Two students were killed and four others were injured when freshman Jaylen Ray Fryberg opened fire in the cafeteria at Pilchuck High School in Marysville, Washington, on Friday, NBC reported. Predictably, gun control advocates pounced on the news in an effort to advance their agenda. Among those who wasted no time politicizing the tragedy was the Brady Center to Prevent Gun Violence. In an email sent to yeahstub.com, the Brady Center used the shooting to push Initiative 594, a ballot measure that would extend background checks for gun sales and transfers.
“We are deeply troubled by today’s school shooting in Marysville, Washington,” said Brady Center president Dan Gross. “Our thoughts are with the victims and their families. Today’s events underscore this startling fact: For the last two decades, the rate of school shootings in Washington state was more than twice the national average.”
“Schools are supposed to be safe havens where children can learn, grow and achieve. Clearly, we as a nation need to do more to protect our children,” he added. “The specifics of today’s events remain under investigation. If it is like more than two-thirds of all school shootings, then the shooter got the gun from his own home or that of a relative.”
“If school shootings and other violent incidents at schools are to be stopped, the effort must begin at home,” he continued. “It starts with parents, who need to recognize the risks of guns in the home and make safer choices about gun access and storage.”
Gross also had a message for Washington voters who will decide two competing gun measures on the November ballot. “In addition, Washington voters can help make their state safer by voting for ballot measure 594 that will extend background checks to all gun sales and keep guns out of the hands of criminals and other dangerous people,” he said.
But it seems the shooter had other issues, judging from what is generally believed to be his Twitter feed, which the conservative blog Weasel Zippers said “reveals a deeply disturbed individual.” It seems Fryberg, who shot himself Friday, was “distraught over the end of a relationship he had with a girl at the school,” the blog added. A quick review of the profanity-laden Twitter account indicates Fryberg has been upset for quite some time.
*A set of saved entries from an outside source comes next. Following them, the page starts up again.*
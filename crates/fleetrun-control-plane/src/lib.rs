//! FleetRun Control Plane Library
//!
//! This crate tracks the status of a task on each host it runs on. The
//! center applies state transitions to the status store; edge sites forward
//! them to the center or buffer results locally for later replay.

pub mod buffer;
pub mod cache;
pub mod config;
pub mod doing;
pub mod error;
pub mod executor;
pub mod hosts;
pub mod http;
pub mod metrics;
pub mod replay;
pub mod reporter;
pub mod service;
pub mod state;
pub mod store;
pub mod table;

pub use config::Config;
pub use error::StatusError;
pub use service::TaskHostService;
pub use state::AppState;
//! Periodic replay of the result buffer.

use std::sync::Arc;
use std::time::Duration;

use tokio::task::JoinHandle;
use tokio::time::MissedTickBehavior;
use tracing::{info, warn};

use crate::service::TaskHostService;

/// Spawn a task replaying buffered results every `interval`.
pub fn spawn_replay_loop(service: Arc<TaskHostService>, interval: Duration) -> JoinHandle<()> {
    info!(interval_secs = interval.as_secs(), "Starting result replay loop");
    tokio::spawn(run_replay_loop(service, interval))
}

async fn run_replay_loop(service: Arc<TaskHostService>, interval: Duration) {
    let mut interval_timer = tokio::time::interval(interval);
    interval_timer.set_missed_tick_behavior(MissedTickBehavior::Delay);

    loop {
        interval_timer.tick().await;

        if let Err(e) = service.replay().await {
            warn!(error = %e, "Result replay failed");
        }
    }
}
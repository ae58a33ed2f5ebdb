//! Per-host status of a task.

use serde::{Deserialize, Serialize};
use std::fmt;
use std::str::FromStr;

use crate::CoreError;

/// Status of a task on a single host.
///
/// ```text
/// waiting -> running -> success | failed | timeout | killfailed
///            running -> killing -> killfailed | success
/// ```
#[derive(Debug, Clone, Copy, Default, PartialEq, Eq, Hash, Serialize, Deserialize)]
#[serde(rename_all = "lowercase")]
pub enum HostStatus {
    /// Host selected but execution not started yet.
    #[default]
    Waiting,
    /// Execution started on the host.
    Running,
    /// Cancellation requested by an operator.
    Killing,
    /// Execution finished successfully.
    Success,
    /// Execution finished with an error.
    Failed,
    /// Watchdog gave up waiting for a result.
    Timeout,
    /// Cancellation could not stop the execution.
    #[serde(rename = "killfailed")]
    KillFailed,
}

impl HostStatus {
    /// Statuses counted as unexpected outcomes.
    pub const UNEXPECTED: &'static [HostStatus] =
        &[Self::Failed, Self::Timeout, Self::KillFailed];

    /// Statuses of hosts that have not reached an outcome yet.
    pub const IN_PROGRESS: &'static [HostStatus] = &[Self::Waiting, Self::Running, Self::Killing];

    /// Every status, in state machine order.
    pub const ALL: &'static [HostStatus] = &[
        Self::Waiting,
        Self::Running,
        Self::Killing,
        Self::Success,
        Self::Failed,
        Self::Timeout,
        Self::KillFailed,
    ];

    /// Stored representation.
    pub fn as_str(&self) -> &'static str {
        match self {
            Self::Waiting => "waiting",
            Self::Running => "running",
            Self::Killing => "killing",
            Self::Success => "success",
            Self::Failed => "failed",
            Self::Timeout => "timeout",
            Self::KillFailed => "killfailed",
        }
    }

    /// Returns true if the status is an execution outcome.
    pub fn is_done(&self) -> bool {
        matches!(
            self,
            Self::Success | Self::Failed | Self::Timeout | Self::KillFailed
        )
    }
}

impl fmt::Display for HostStatus {
    fn fmt(&self, f: &mut fmt::Formatter<'_>) -> fmt::Result {
        f.write_str(self.as_str())
    }
}

impl FromStr for HostStatus {
    type Err = CoreError;

    fn from_str(s: &str) -> Result<Self, Self::Err> {
        Self::ALL
            .iter()
            .copied()
            .find(|status| status.as_str() == s)
            .ok_or_else(|| CoreError::UnknownStatus(s.to_string()))
    }
}
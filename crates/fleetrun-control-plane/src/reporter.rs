//! Local capture and replay of completion results.
//!
//! When the center cannot take a result synchronously, the site keeps it in
//! the [`ResultBuffer`] and a replay pushes the whole buffer to the center
//! later, as one batch upsert.

use std::sync::Arc;

use tracing::{debug, info, warn};

use fleetrun_core::{TaskHost, TaskId};

use crate::buffer::ResultBuffer;
use crate::cache::{DoingCache, DOING_CACHE_NAMESPACE};
use crate::error::StatusError;
use crate::executor::SiteExecutor;

/// What one replay did with the results it popped.
#[derive(Debug, Clone, Copy, Default, PartialEq, Eq)]
pub struct ReplaySummary {
    /// Results stored by the center.
    pub persisted: usize,
    /// Results of locally synthesized tasks, logged and discarded.
    pub local_only: usize,
    /// Results the center rejected individually.
    pub failed: usize,
}

impl ReplaySummary {
    /// Number of results handled.
    pub fn total(&self) -> usize {
        self.persisted + self.local_only + self.failed
    }
}

/// Buffers results locally and replays them through the site executor.
pub struct ResultReporter {
    buffer: Arc<ResultBuffer>,
    cache: Arc<dyn DoingCache>,
    executor: Arc<dyn SiteExecutor>,
    local_task_id_start: TaskId,
}

impl ResultReporter {
    /// Create a new ResultReporter.
    pub fn new(
        buffer: Arc<ResultBuffer>,
        cache: Arc<dyn DoingCache>,
        executor: Arc<dyn SiteExecutor>,
        local_task_id_start: TaskId,
    ) -> Self {
        Self {
            buffer,
            cache,
            executor,
            local_task_id_start,
        }
    }

    /// Buffer being replayed.
    pub fn buffer(&self) -> &ResultBuffer {
        &self.buffer
    }

    /// Forget the in-flight entry of the record in the doing cache, then
    /// buffer the record. Nothing is buffered if the cache call fails.
    pub async fn cache_mark_done(&self, record: TaskHost) -> Result<(), StatusError> {
        self.cache
            .remove_field(DOING_CACHE_NAMESPACE, &record.key())
            .await?;

        debug!(task_id = %record.id, host = %record.host, status = %record.status, "Result buffered");
        self.buffer.push(record);
        Ok(())
    }

    /// Drain the buffer and push its results to the center.
    ///
    /// Results of local tasks are only logged. Per-record failures are
    /// logged and counted. If the batch call itself fails the popped
    /// results are discarded and the error is returned.
    pub async fn replay(&self) -> Result<ReplaySummary, StatusError> {
        let results = self.buffer.pop_all();
        if results.is_empty() {
            return Ok(ReplaySummary::default());
        }

        let (local, reports): (Vec<TaskHost>, Vec<TaskHost>) = results
            .into_iter()
            .partition(|r| r.id.is_local(self.local_task_id_start));

        for record in &local {
            info!(
                task_id = %record.id,
                host = %record.host,
                status = %record.status,
                stdout = %record.stdout,
                stderr = %record.stderr,
                "Local task result"
            );
        }

        let mut summary = ReplaySummary {
            local_only: local.len(),
            ..ReplaySummary::default()
        };
        if reports.is_empty() {
            return Ok(summary);
        }

        let errors = match self.executor.upserts(&reports).await {
            Ok(errors) => errors,
            Err(e) => {
                warn!(dropped = reports.len(), error = %e, "Replay failed, results discarded");
                return Err(e);
            }
        };
        for (key, error) in &errors {
            warn!(key = %key, error = %error, "Replayed result rejected");
        }

        summary.failed = errors.len();
        summary.persisted = reports.len().saturating_sub(errors.len());
        info!(
            persisted = summary.persisted,
            local_only = summary.local_only,
            failed = summary.failed,
            "Result buffer replayed"
        );
        Ok(summary)
    }
}

#[cfg(test)]
mod tests {
    use super::*;

    use std::collections::HashMap;
    use std::sync::Mutex;

    use async_trait::async_trait;
    use fleetrun_core::{DoneReport, HostKey, HostStatus, OutputUpdate};

    use crate::cache::MemoryDoingCache;
    use crate::metrics::ReportOutcome;

    const LOCAL_START: i64 = 1_000;

    /// Records every upsert batch; fails the records listed in `reject`.
    #[derive(Default)]
    struct RecordingExecutor {
        batches: Mutex<Vec<Vec<TaskHost>>>,
        reject: Vec<String>,
        down: bool,
    }

    #[async_trait]
    impl SiteExecutor for RecordingExecutor {
        async fn create(&self, _record: &TaskHost) -> Result<(), StatusError> {
            Ok(())
        }

        async fn upserts(
            &self,
            records: &[TaskHost],
        ) -> Result<HashMap<String, String>, StatusError> {
            if self.down {
                return Err(StatusError::Configuration("center down".to_string()));
            }
            self.batches.lock().unwrap().push(records.to_vec());
            Ok(records
                .iter()
                .filter(|r| self.reject.contains(&r.key()))
                .map(|r| (r.key(), "rejected".to_string()))
                .collect())
        }

        async fn bulk_start(&self, _hosts: &[HostKey]) -> Result<i64, StatusError> {
            Ok(0)
        }

        async fn real_time_update_output(&self, _update: &OutputUpdate) -> Result<(), StatusError> {
            Ok(())
        }

        async fn mark_done(&self, _report: &DoneReport) -> Result<ReportOutcome, StatusError> {
            Ok(ReportOutcome::Forwarded)
        }
    }

    fn reporter(executor: Arc<RecordingExecutor>, cache: Arc<MemoryDoingCache>) -> ResultReporter {
        ResultReporter::new(
            Arc::new(ResultBuffer::new()),
            cache,
            executor,
            TaskId::new(LOCAL_START),
        )
    }

    fn done(id: i64, host: &str) -> TaskHost {
        TaskHost::new(TaskId::new(id), host).with_status(HostStatus::Success)
    }

    #[tokio::test]
    async fn test_cache_mark_done_clears_cache_and_buffers() {
        let cache = Arc::new(MemoryDoingCache::new());
        cache.set_field(DOING_CACHE_NAMESPACE, "100:h1", "1700000000").await;
        let reporter = reporter(Arc::default(), cache.clone());

        reporter.cache_mark_done(done(100, "h1")).await.unwrap();

        assert!(cache.get_field(DOING_CACHE_NAMESPACE, "100:h1").await.is_none());
        assert_eq!(reporter.buffer().len(), 1);
    }

    #[tokio::test]
    async fn test_replay_skips_local_tasks() {
        let executor = Arc::new(RecordingExecutor::default());
        let reporter = reporter(executor.clone(), Arc::default());
        reporter.cache_mark_done(done(100, "h1")).await.unwrap();
        reporter.cache_mark_done(done(LOCAL_START, "h1")).await.unwrap();
        reporter.cache_mark_done(done(LOCAL_START + 1, "h2")).await.unwrap();

        let summary = reporter.replay().await.unwrap();

        assert_eq!(summary.persisted, 1);
        assert_eq!(summary.local_only, 2);
        let batches = executor.batches.lock().unwrap();
        assert_eq!(batches.len(), 1);
        assert_eq!(batches[0].len(), 1);
        assert_eq!(batches[0][0].id, TaskId::new(100));
        assert!(reporter.buffer().is_empty());
    }

    #[tokio::test]
    async fn test_replay_only_local_makes_no_call() {
        let executor = Arc::new(RecordingExecutor::default());
        let reporter = reporter(executor.clone(), Arc::default());
        reporter.cache_mark_done(done(LOCAL_START, "h1")).await.unwrap();

        let summary = reporter.replay().await.unwrap();

        assert_eq!(summary.local_only, 1);
        assert!(executor.batches.lock().unwrap().is_empty());
    }

    #[tokio::test]
    async fn test_replay_counts_rejected_records() {
        let executor = Arc::new(RecordingExecutor {
            reject: vec!["2:h1".to_string()],
            ..RecordingExecutor::default()
        });
        let reporter = reporter(executor, Arc::default());
        reporter.cache_mark_done(done(1, "h1")).await.unwrap();
        reporter.cache_mark_done(done(2, "h1")).await.unwrap();

        let summary = reporter.replay().await.unwrap();

        assert_eq!(summary.persisted, 1);
        assert_eq!(summary.failed, 1);
        assert_eq!(summary.total(), 2);
    }

    #[tokio::test]
    async fn test_replay_failure_discards_batch() {
        let executor = Arc::new(RecordingExecutor {
            down: true,
            ..RecordingExecutor::default()
        });
        let reporter = reporter(executor, Arc::default());
        reporter.cache_mark_done(done(1, "h1")).await.unwrap();

        assert!(reporter.replay().await.is_err());
        assert!(reporter.buffer().is_empty());
    }

    #[tokio::test]
    async fn test_replay_empty_buffer() {
        let executor = Arc::new(RecordingExecutor::default());
        let reporter = reporter(executor.clone(), Arc::default());

        assert_eq!(reporter.replay().await.unwrap(), ReplaySummary::default());
        assert!(executor.batches.lock().unwrap().is_empty());
    }
}
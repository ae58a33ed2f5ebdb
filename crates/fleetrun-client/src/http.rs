//! HTTP client for the center REST endpoints.

use std::time::Duration;

use fleetrun_core::ApiResponse;
use serde::de::DeserializeOwned;
use serde::Serialize;
use tracing::debug;

use crate::error::ClientError;

/// Request timeout used when none is configured.
pub const DEFAULT_TIMEOUT: Duration = Duration::from_secs(10);

/// HTTP client bound to one center address.
#[derive(Clone)]
pub struct HttpClient {
    inner: reqwest::Client,
    base_url: String,
}

impl HttpClient {
    /// Create a client whose connects and requests give up after `timeout`.
    pub fn new(base_url: &str, timeout: Duration) -> Result<Self, ClientError> {
        let inner = reqwest::Client::builder()
            .connect_timeout(timeout)
            .timeout(timeout)
            .build()?;
        Ok(Self {
            inner,
            base_url: base_url.trim_end_matches('/').to_string(),
        })
    }

    /// Base URL this client talks to.
    pub fn base_url(&self) -> &str {
        &self.base_url
    }

    /// POST a JSON body, expecting an envelope without payload.
    pub async fn post_json<B: Serialize + ?Sized>(
        &self,
        path: &str,
        body: &B,
    ) -> Result<(), ClientError> {
        let url = format!("{}{}", self.base_url, path);
        debug!(url = %url, "POST request");

        let response = self.inner.post(&url).json(body).send().await?;
        read_envelope::<serde_json::Value>(response, url).await?;
        Ok(())
    }

    /// POST a JSON body and decode the envelope payload.
    ///
    /// A missing payload decodes to `T::default()`.
    pub async fn post_json_with_resp<B, T>(&self, path: &str, body: &B) -> Result<T, ClientError>
    where
        B: Serialize + ?Sized,
        T: DeserializeOwned + Default,
    {
        let url = format!("{}{}", self.base_url, path);
        debug!(url = %url, "POST request");

        let response = self.inner.post(&url).json(body).send().await?;
        Ok(read_envelope(response, url).await?.unwrap_or_default())
    }
}

async fn read_envelope<T: DeserializeOwned>(
    response: reqwest::Response,
    url: String,
) -> Result<Option<T>, ClientError> {
    let status = response.status();
    let body = response.bytes().await?;

    let envelope: ApiResponse<T> = match serde_json::from_slice(&body) {
        Ok(envelope) => envelope,
        Err(_) if !status.is_success() => {
            return Err(ClientError::Status {
                status: status.as_u16(),
                url,
            })
        }
        Err(e) => return Err(ClientError::Serialization(e.to_string())),
    };

    if envelope.is_err() {
        return Err(ClientError::Remote(envelope.err));
    }
    Ok(envelope.dat)
}

#[cfg(test)]
mod tests {
    use super::*;

    use std::collections::HashMap;

    use axum::http::StatusCode;
    use axum::routing::post;
    use axum::{Json, Router};
    use tokio::net::TcpListener;

    async fn serve(router: Router) -> String {
        let listener = TcpListener::bind("127.0.0.1:0").await.unwrap();
        let addr = listener.local_addr().unwrap();
        tokio::spawn(async move {
            axum::serve(listener, router).await.unwrap();
        });
        format!("http://{}", addr)
    }

    #[tokio::test]
    async fn test_post_json_with_resp_decodes_payload() {
        let router = Router::new().route(
            "/upsert",
            post(|| async {
                let mut errs = HashMap::new();
                errs.insert("1:h1".to_string(), "duplicate".to_string());
                Json(ApiResponse::ok(errs))
            }),
        );
        let client = HttpClient::new(&serve(router).await, DEFAULT_TIMEOUT).unwrap();

        let errs: HashMap<String, String> = client
            .post_json_with_resp("/upsert", &serde_json::json!([]))
            .await
            .unwrap();
        assert_eq!(errs.get("1:h1").map(String::as_str), Some("duplicate"));
    }

    #[tokio::test]
    async fn test_remote_error_is_not_transport() {
        let router = Router::new().route(
            "/done",
            post(|| async {
                (
                    StatusCode::INTERNAL_SERVER_ERROR,
                    Json(ApiResponse::<()>::error("storage unavailable")),
                )
            }),
        );
        let client = HttpClient::new(&serve(router).await, DEFAULT_TIMEOUT).unwrap();

        let err = client.post_json("/done", &serde_json::json!({})).await.unwrap_err();
        assert!(matches!(err, ClientError::Remote(ref msg) if msg == "storage unavailable"));
        assert!(!err.is_transport());
    }

    #[tokio::test]
    async fn test_non_envelope_failure_is_transport() {
        let router = Router::new().route("/done", post(|| async { StatusCode::BAD_GATEWAY }));
        let client = HttpClient::new(&serve(router).await, DEFAULT_TIMEOUT).unwrap();

        let err = client.post_json("/done", &serde_json::json!({})).await.unwrap_err();
        assert!(matches!(err, ClientError::Status { status: 502, .. }));
        assert!(err.is_transport());
    }

    #[tokio::test]
    async fn test_trailing_slash_is_trimmed() {
        let router = Router::new().route("/done", post(|| async { Json(ApiResponse::<()>::empty()) }));
        let client = HttpClient::new(&format!("{}/", serve(router).await), DEFAULT_TIMEOUT).unwrap();

        assert!(!client.base_url().ends_with('/'));
        client.post_json("/done", &serde_json::json!({})).await.unwrap();
    }

    #[tokio::test]
    async fn test_silent_peer_times_out() {
        // Accepts connections and never answers.
        let listener = TcpListener::bind("127.0.0.1:0").await.unwrap();
        let addr = listener.local_addr().unwrap();
        tokio::spawn(async move {
            let mut held = Vec::new();
            while let Ok((socket, _)) = listener.accept().await {
                held.push(socket);
            }
        });
        let client = HttpClient::new(&format!("http://{addr}"), Duration::from_millis(200)).unwrap();

        let started = std::time::Instant::now();
        let err = client.post_json("/done", &serde_json::json!({})).await.unwrap_err();

        assert!(err.is_transport());
        assert!(matches!(err, ClientError::Http(ref e) if e.is_timeout()));
        assert!(started.elapsed() < Duration::from_secs(5));
    }
}
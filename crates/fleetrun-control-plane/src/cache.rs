//! Distributed cache mirroring in-flight executions outside the status store.

use std::collections::HashMap;

use async_trait::async_trait;
use thiserror::Error;
use tokio::sync::RwLock;

/// Hash holding one field per in-flight (task, host).
pub const DOING_CACHE_NAMESPACE: &str = "fleetrun:host:doing";

/// Cache errors.
#[derive(Debug, Error)]
pub enum CacheError {
    #[error("Cache unavailable: {0}")]
    Unavailable(String),
}

/// Cache of in-flight executions, keyed by namespace and field.
#[async_trait]
pub trait DoingCache: Send + Sync {
    /// Remove `key` from `namespace`. Removing a missing field succeeds.
    async fn remove_field(&self, namespace: &str, key: &str) -> Result<(), CacheError>;
}

/// Doing cache kept in process memory.
#[derive(Default)]
pub struct MemoryDoingCache {
    fields: RwLock<HashMap<String, HashMap<String, String>>>,
}

impl MemoryDoingCache {
    /// Create an empty cache.
    pub fn new() -> Self {
        Self::default()
    }

    /// Store `value` under `key` in `namespace`.
    pub async fn set_field(&self, namespace: &str, key: &str, value: impl Into<String>) {
        self.fields
            .write()
            .await
            .entry(namespace.to_string())
            .or_default()
            .insert(key.to_string(), value.into());
    }

    /// Value under `key` in `namespace`.
    pub async fn get_field(&self, namespace: &str, key: &str) -> Option<String> {
        self.fields
            .read()
            .await
            .get(namespace)
            .and_then(|fields| fields.get(key))
            .cloned()
    }
}

#[async_trait]
impl DoingCache for MemoryDoingCache {
    async fn remove_field(&self, namespace: &str, key: &str) -> Result<(), CacheError> {
        if let Some(fields) = self.fields.write().await.get_mut(namespace) {
            fields.remove(key);
        }
        Ok(())
    }
}

#[cfg(test)]
mod tests {
    use super::*;

    #[tokio::test]
    async fn test_remove_field() {
        let cache = MemoryDoingCache::new();
        cache.set_field(DOING_CACHE_NAMESPACE, "100:h1", "1700000000").await;
        cache.set_field(DOING_CACHE_NAMESPACE, "100:h2", "1700000000").await;

        cache.remove_field(DOING_CACHE_NAMESPACE, "100:h1").await.unwrap();
        cache.remove_field("other", "100:h1").await.unwrap();

        assert!(cache.get_field(DOING_CACHE_NAMESPACE, "100:h1").await.is_none());
        assert!(cache.get_field(DOING_CACHE_NAMESPACE, "100:h2").await.is_some());
    }
}
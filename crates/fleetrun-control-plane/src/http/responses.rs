//! HTTP query parameters and response types.

use serde::{Deserialize, Serialize};

/// Query of the mark done endpoint.
#[derive(Debug, Default, Deserialize)]
pub struct MarkDoneQuery {
    /// Buffer the result locally instead of applying or forwarding it.
    #[serde(default)]
    pub edge_alert: bool,
}

/// Query of the waiting hosts endpoint.
#[derive(Debug, Default, Deserialize)]
pub struct WaitingQuery {
    /// Maximum number of hosts returned.
    pub limit: Option<usize>,
}

/// Body of the health endpoint.
#[derive(Debug, Serialize, Deserialize)]
pub struct HealthResponse {
    pub status: String,
    pub authoritative: bool,
    pub buffered: usize,
    pub uptime_secs: i64,
}
//! FleetRun Core Domain Types
//!
//! This crate contains pure domain types with no dependencies on:
//! - Network/HTTP
//! - Database
//! - Runtime specifics
//!
//! All types here describe the per-host status of a dispatched task and the
//! payloads exchanged between edge sites and the center.

pub mod api;
pub mod doing;
pub mod error;
pub mod ids;
pub mod status;
pub mod task_host;

// Re-export commonly used types
pub use api::ApiResponse;
pub use doing::{DoingAction, DoingMarker};
pub use error::CoreError;
pub use ids::TaskId;
pub use status::HostStatus;
pub use task_host::{host_key, DoneReport, HostCounts, HostKey, OutputUpdate, TaskHost};
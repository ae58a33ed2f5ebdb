//! Executor owning the status store.

use std::collections::HashMap;
use std::sync::Arc;

use async_trait::async_trait;
use chrono::Utc;
use tracing::{debug, info, warn};

use fleetrun_core::{DoneReport, HostCounts, HostKey, HostStatus, OutputUpdate, TaskHost, TaskId};

use crate::doing::DoingLedger;
use crate::error::StatusError;
use crate::executor::{ensure_not_empty, SiteExecutor};
use crate::hosts::HostStore;
use crate::metrics::ReportOutcome;
use crate::store::{StatusStore, UnitOfWork, UnitOutcome};
use crate::table::TableResolver;

/// Applies every write directly to the status store.
pub struct AuthoritativeExecutor {
    hosts: HostStore,
    ledger: DoingLedger,
}

impl AuthoritativeExecutor {
    /// Create a new AuthoritativeExecutor.
    pub fn new(store: Arc<dyn StatusStore>, resolver: Arc<dyn TableResolver>) -> Self {
        Self {
            hosts: HostStore::new(store.clone(), resolver),
            ledger: DoingLedger::new(store),
        }
    }

    /// Record accessor.
    pub fn hosts(&self) -> &HostStore {
        &self.hosts
    }

    /// Doing marker ledger.
    pub fn ledger(&self) -> &DoingLedger {
        &self.ledger
    }

    /// Move every host to running with one start marker each, all stamped
    /// with `clock`. No store call for an empty batch.
    pub async fn bulk_start_at(&self, hosts: &[HostKey], clock: i64) -> Result<(), StatusError> {
        if hosts.is_empty() {
            return Ok(());
        }

        let mut unit = UnitOfWork::new();
        for key in hosts {
            self.hosts
                .stage_status(&mut unit, key.id, &key.host, HostStatus::Running);
            self.ledger.stage_start(&mut unit, key.id, &key.host, clock);
        }
        self.hosts.apply(unit).await?;

        info!(hosts = hosts.len(), clock, "Hosts started");
        Ok(())
    }

    pub async fn get(&self, id: TaskId, host: &str) -> Result<Option<TaskHost>, StatusError> {
        Ok(self.hosts.get(id, host).await?)
    }

    pub async fn list_waiting(
        &self,
        id: TaskId,
        limit: Option<usize>,
    ) -> Result<Vec<TaskHost>, StatusError> {
        Ok(self.hosts.list_waiting(id, limit).await?)
    }

    pub async fn list_all(&self, id: TaskId) -> Result<Vec<TaskHost>, StatusError> {
        Ok(self.hosts.list_all(id).await?)
    }

    pub async fn status_only(&self, id: TaskId) -> Result<Vec<TaskHost>, StatusError> {
        Ok(self.hosts.status_only(id).await?)
    }

    pub async fn waiting_count(&self, id: TaskId) -> Result<u64, StatusError> {
        Ok(self.hosts.waiting_count(id).await?)
    }

    pub async fn unexpected_count(&self, id: TaskId) -> Result<u64, StatusError> {
        Ok(self.hosts.unexpected_count(id).await?)
    }

    pub async fn in_progress_count(&self, id: TaskId) -> Result<u64, StatusError> {
        Ok(self.hosts.in_progress_count(id).await?)
    }

    pub async fn counts(&self, id: TaskId) -> Result<HostCounts, StatusError> {
        Ok(self.hosts.counts(id).await?)
    }
}

#[async_trait]
impl SiteExecutor for AuthoritativeExecutor {
    async fn create(&self, record: &TaskHost) -> Result<(), StatusError> {
        self.hosts.create(record).await?;
        Ok(())
    }

    async fn upserts(&self, records: &[TaskHost]) -> Result<HashMap<String, String>, StatusError> {
        ensure_not_empty(records, "upserts needs at least one record")?;

        let mut errors = HashMap::new();
        for record in records {
            if let Err(e) = self.hosts.upsert(record).await {
                errors.insert(record.key(), e.to_string());
            }
        }
        Ok(errors)
    }

    async fn bulk_start(&self, hosts: &[HostKey]) -> Result<i64, StatusError> {
        let clock = Utc::now().timestamp();
        self.bulk_start_at(hosts, clock).await?;
        Ok(clock)
    }

    async fn real_time_update_output(&self, update: &OutputUpdate) -> Result<(), StatusError> {
        let mut unit = UnitOfWork::new();
        self.hosts.stage_output(
            &mut unit,
            update.id,
            &update.host,
            &update.stdout,
            &update.stderr,
        );
        self.hosts.apply(unit).await?;

        debug!(task_id = %update.id, host = %update.host, "Output updated");
        Ok(())
    }

    async fn mark_done(&self, report: &DoneReport) -> Result<ReportOutcome, StatusError> {
        let record = report.to_record();

        // Fresh report: the marker still carries this attempt's clock.
        let mut unit = UnitOfWork::guarded(self.ledger.clock_guard(
            report.id,
            &report.host,
            report.clock,
        ));
        self.hosts.stage_result(&mut unit, &record);
        self.ledger.stage_delete(&mut unit, report.id, &report.host);
        if self.hosts.apply(unit).await? == UnitOutcome::Applied {
            info!(
                task_id = %report.id,
                host = %report.host,
                status = %report.status,
                clock = report.clock,
                "Host done"
            );
            return Ok(ReportOutcome::Applied);
        }

        // Late report: only a watchdog timeout may be corrected.
        let mut unit = UnitOfWork::guarded(self.hosts.status_guard(
            report.id,
            &report.host,
            HostStatus::Timeout,
        ));
        self.hosts.stage_result(&mut unit, &record);
        if self.hosts.apply(unit).await? == UnitOutcome::Applied {
            info!(
                task_id = %report.id,
                host = %report.host,
                status = %report.status,
                clock = report.clock,
                "Late result replaced timeout"
            );
            return Ok(ReportOutcome::TimeoutOverwrite);
        }

        warn!(
            task_id = %report.id,
            host = %report.host,
            status = %report.status,
            clock = report.clock,
            "Dropping stale result"
        );
        Ok(ReportOutcome::StaleDropped)
    }
}
//! In-flight ("doing") markers.

use serde::{Deserialize, Serialize};

use crate::TaskId;

/// What started the tracked execution.
#[derive(Debug, Clone, Copy, Default, PartialEq, Eq, Hash, Serialize, Deserialize)]
#[serde(rename_all = "lowercase")]
pub enum DoingAction {
    /// Host was moved from waiting to running.
    #[default]
    Start,
}

impl DoingAction {
    /// Stored representation.
    pub fn as_str(&self) -> &'static str {
        match self {
            Self::Start => "start",
        }
    }
}

/// Proof that a specific execution attempt of a task on a host is in flight.
///
/// The `clock` acts as a version token: a completion report is only fresh if
/// it carries the clock of the marker currently stored for its (task, host).
#[derive(Debug, Clone, PartialEq, Eq, Serialize, Deserialize)]
pub struct DoingMarker {
    /// Task being executed.
    pub id: TaskId,

    /// Host executing it.
    pub host: String,

    /// Unix timestamp (seconds) identifying the execution attempt.
    pub clock: i64,

    /// What started the execution.
    pub action: DoingAction,
}

impl DoingMarker {
    /// Create a marker for a freshly started execution.
    pub fn start(id: TaskId, host: impl Into<String>, clock: i64) -> Self {
        Self {
            id,
            host: host.into(),
            clock,
            action: DoingAction::Start,
        }
    }

    /// Cache key shared with the distributed doing cache.
    pub fn cache_key(&self) -> String {
        crate::task_host::host_key(self.id, &self.host)
    }
}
“Your (sic) not gonna like what happens next,” he wrote on August 20 in one of the few tweets fit to quote here. “Your (sic) gonna (expletive deleted) me off… And then some (expletive deleted) gonna go down and I don’t think you’ll like it.”
“If I just laid down,” he said on October 21. “It won’t last…. It’ll never last,” he added in his last tweet, sent on Thursday.
Jaylen, ABC News added, was also a hunter, meaning he already had access to a firearm. That alone would indicate that stricter background checks would not have prevented him from obtaining and using a gun.
Examiner’s Dave Workman has covered the dueling measures extensively and said earlier this month that support for I-594 appears to be slipping, even though it still has more support than I-591. In response, he added, anti-gun Michael Bloomberg, known as “Nanny Bloomberg” by many, “kicked in another $650,000” to prop up the initiative, making his group one of the top contributors to the campaign.
While the measure is supported by anti-gun millionaires, Workman said that at least 18 county sheriffs are voting against it. “Examiner has learned via e-mail that there are now apparently a dozen Eastern Washington sheriffs and half again as many on the Westside who are now opposed to I-594,” he added.
Worse yet, a post at Washington Arms Collectors says the measure is far more onerous than advocates claim. According to editor Phil Shave, the measure would require criminal background checks for transfers as well as sales. “Transfer,” the 18-page initiative says, “means the intended delivery of a firearm to another person without consideration of payment or promise of payment including, but not limited to, gifts and loans.” Technically, handing a gun to a relative or a gunsmith for repair would require the background check. Failure to do so would be a criminal offense.
“I-594 re-writes Washington law to make transfer violations the equivalent of RCW ‘serious offenses’ such as rape, drive by shootings and vehicular homicide,” he said. “The I-594 class C felony conviction for failing to do the transfer paperwork will result in the loss of your civil rights, including the loss of the right to vote and possess firearms.”
“594 is not designed to keep guns from criminals or reduce crime; it is intended to create overwhelming obstacles to the private possession and use of firearms,” Shave explained. “I-594 targets recreational shooters, competitors, hobbyists and collectors.” The answer, he concluded, is passage of the competing measure, Initiative 591.